## PROBLEM TO SOLVE
Among the records that follow, set down only the lines from the one containing "assert_eq!(server.config.port, 8080);" to the one containing "fs::create_dir_all(&lib).unwrap();", both included, exactly.

*** INFORMATION SUPPLIED Section Begins ***

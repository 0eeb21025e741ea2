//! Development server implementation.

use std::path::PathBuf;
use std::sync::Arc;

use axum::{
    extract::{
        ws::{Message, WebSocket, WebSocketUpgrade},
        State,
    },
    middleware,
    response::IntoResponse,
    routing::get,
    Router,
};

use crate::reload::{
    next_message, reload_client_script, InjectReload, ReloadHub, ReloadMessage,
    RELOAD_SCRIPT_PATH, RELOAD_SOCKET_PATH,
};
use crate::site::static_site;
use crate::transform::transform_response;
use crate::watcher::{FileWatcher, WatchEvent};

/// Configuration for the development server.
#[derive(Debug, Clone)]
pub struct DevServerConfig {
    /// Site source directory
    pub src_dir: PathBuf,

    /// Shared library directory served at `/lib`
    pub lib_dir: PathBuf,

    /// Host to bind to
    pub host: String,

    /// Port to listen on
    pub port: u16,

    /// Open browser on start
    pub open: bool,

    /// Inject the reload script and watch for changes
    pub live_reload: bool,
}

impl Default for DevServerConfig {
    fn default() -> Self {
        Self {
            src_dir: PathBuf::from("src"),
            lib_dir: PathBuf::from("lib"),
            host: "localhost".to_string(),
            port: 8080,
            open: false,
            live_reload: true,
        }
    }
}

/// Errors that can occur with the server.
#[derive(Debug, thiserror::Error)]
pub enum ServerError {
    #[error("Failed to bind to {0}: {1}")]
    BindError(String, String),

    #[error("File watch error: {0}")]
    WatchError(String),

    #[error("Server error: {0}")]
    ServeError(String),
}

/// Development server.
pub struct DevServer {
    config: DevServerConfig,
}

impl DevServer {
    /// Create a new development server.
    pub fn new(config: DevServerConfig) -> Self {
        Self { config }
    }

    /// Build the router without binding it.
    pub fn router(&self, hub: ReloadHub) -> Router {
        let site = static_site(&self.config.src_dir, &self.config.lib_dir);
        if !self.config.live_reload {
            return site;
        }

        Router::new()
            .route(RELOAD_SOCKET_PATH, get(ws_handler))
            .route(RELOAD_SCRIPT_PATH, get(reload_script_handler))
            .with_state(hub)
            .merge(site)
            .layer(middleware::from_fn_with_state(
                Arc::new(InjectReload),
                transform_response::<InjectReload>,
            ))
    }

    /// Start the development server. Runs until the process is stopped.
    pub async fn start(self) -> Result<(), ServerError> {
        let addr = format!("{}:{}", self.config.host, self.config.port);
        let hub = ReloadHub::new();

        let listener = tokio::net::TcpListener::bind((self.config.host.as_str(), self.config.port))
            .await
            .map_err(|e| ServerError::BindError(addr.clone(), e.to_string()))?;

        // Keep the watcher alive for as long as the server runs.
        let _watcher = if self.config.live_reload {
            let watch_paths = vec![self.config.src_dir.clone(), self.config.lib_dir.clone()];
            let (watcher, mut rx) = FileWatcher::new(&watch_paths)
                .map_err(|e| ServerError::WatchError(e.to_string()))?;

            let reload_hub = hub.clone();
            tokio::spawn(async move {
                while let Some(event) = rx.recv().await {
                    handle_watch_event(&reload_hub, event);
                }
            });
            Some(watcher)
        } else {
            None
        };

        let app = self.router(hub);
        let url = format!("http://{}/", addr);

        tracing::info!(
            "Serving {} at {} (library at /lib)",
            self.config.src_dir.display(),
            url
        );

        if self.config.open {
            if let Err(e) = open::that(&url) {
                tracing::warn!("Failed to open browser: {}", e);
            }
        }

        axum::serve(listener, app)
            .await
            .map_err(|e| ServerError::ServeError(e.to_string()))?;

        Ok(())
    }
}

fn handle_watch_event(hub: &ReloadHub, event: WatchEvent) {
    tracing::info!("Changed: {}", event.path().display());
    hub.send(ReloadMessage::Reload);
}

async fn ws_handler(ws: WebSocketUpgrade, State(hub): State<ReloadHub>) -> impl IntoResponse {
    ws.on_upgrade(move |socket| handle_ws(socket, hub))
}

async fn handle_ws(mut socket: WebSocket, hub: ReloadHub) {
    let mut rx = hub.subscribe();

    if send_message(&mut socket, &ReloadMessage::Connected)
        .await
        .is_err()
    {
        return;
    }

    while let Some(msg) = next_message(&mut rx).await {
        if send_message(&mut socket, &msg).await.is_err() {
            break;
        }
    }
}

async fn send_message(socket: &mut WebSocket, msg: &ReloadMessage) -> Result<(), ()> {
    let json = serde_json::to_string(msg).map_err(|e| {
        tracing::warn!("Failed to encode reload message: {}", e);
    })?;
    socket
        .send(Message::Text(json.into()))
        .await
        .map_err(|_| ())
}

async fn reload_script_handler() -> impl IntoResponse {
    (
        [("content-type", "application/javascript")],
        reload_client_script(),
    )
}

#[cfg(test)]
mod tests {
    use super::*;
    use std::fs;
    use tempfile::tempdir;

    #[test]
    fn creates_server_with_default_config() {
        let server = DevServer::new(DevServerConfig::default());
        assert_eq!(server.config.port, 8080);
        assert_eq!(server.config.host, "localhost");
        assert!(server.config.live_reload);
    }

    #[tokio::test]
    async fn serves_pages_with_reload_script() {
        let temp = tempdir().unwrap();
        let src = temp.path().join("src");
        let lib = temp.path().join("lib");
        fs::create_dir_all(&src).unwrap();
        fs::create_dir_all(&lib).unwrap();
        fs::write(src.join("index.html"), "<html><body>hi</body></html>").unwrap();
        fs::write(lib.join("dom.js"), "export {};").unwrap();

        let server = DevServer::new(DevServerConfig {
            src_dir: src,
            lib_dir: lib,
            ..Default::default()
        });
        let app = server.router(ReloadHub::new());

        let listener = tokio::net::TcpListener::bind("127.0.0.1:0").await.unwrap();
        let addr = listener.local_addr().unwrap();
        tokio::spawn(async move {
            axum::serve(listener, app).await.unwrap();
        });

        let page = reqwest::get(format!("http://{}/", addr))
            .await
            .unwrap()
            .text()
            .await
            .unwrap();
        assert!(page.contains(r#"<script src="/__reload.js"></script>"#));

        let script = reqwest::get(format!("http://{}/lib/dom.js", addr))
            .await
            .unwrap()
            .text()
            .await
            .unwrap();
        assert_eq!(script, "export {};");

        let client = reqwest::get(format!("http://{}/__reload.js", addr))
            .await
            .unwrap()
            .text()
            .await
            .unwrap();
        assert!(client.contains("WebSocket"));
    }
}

*** INFORMATION SUPPLIED Section Ends ***

## COMPLETED EXERCISE
        assert_eq!(server.config.port, 8080);
        assert_eq!(server.config.host, "localhost");
        assert!(server.config.live_reload);
    }

    #[tokio::test]
    async fn serves_pages_with_reload_script() {
        let temp = tempdir().unwrap();
        let src = temp.path().join("src");
        let lib = temp.path().join("lib");
        fs::create_dir_all(&src).unwrap();
        fs::create_dir_all(&lib).unwrap();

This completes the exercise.